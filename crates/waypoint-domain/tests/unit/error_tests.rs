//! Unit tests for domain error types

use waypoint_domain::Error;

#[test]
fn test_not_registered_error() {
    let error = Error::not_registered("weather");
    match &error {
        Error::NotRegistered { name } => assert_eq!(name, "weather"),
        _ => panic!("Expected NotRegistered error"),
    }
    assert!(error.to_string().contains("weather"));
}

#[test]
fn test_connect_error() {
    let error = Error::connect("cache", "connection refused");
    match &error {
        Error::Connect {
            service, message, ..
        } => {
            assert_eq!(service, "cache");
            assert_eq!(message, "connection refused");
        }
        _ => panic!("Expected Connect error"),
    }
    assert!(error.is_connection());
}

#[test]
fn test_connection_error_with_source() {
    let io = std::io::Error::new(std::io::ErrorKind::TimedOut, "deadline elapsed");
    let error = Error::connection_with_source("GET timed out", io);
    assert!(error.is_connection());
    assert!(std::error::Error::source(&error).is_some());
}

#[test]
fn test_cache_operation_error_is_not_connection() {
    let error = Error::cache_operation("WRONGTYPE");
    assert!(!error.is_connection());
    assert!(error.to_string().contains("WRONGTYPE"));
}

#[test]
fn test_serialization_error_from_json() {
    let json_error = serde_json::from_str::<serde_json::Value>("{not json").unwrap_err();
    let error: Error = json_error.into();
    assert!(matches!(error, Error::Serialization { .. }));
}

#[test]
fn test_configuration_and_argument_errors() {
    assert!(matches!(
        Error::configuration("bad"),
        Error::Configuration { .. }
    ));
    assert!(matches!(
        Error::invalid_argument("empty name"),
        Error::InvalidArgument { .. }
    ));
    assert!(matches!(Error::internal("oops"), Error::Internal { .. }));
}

# # # # #

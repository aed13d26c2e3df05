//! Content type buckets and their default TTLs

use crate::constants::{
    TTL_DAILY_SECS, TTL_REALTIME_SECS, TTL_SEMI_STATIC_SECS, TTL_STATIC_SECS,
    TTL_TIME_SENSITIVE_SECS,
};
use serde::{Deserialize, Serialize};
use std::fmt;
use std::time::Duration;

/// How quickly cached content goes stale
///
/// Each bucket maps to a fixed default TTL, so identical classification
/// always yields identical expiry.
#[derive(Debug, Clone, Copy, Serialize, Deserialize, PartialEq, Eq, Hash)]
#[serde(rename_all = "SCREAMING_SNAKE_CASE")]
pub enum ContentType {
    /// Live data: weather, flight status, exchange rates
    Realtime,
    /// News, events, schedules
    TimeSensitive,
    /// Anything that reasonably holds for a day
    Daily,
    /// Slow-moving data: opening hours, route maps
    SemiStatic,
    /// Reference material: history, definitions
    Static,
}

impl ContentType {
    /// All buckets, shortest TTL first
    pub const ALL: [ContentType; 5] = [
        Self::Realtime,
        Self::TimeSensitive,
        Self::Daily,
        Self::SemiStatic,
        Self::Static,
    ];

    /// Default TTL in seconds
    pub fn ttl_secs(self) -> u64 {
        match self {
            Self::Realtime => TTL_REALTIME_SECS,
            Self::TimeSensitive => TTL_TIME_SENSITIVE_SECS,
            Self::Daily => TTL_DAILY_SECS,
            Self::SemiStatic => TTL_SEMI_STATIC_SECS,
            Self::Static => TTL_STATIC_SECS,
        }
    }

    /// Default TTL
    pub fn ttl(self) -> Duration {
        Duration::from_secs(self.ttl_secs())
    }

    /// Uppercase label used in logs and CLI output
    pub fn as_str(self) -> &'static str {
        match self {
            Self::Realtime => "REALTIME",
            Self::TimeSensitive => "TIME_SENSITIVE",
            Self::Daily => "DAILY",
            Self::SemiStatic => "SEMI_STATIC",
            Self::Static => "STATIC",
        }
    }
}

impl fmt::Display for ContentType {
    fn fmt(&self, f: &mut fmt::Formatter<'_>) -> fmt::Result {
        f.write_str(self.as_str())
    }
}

# # # # #

> **Aim of the task**: Each line in the data that holds the word "WRONGTYPE" must be copied.

> **Result of this task**:
    let error = Error::cache_operation("WRONGTYPE");
    assert!(error.to_string().contains("WRONGTYPE"));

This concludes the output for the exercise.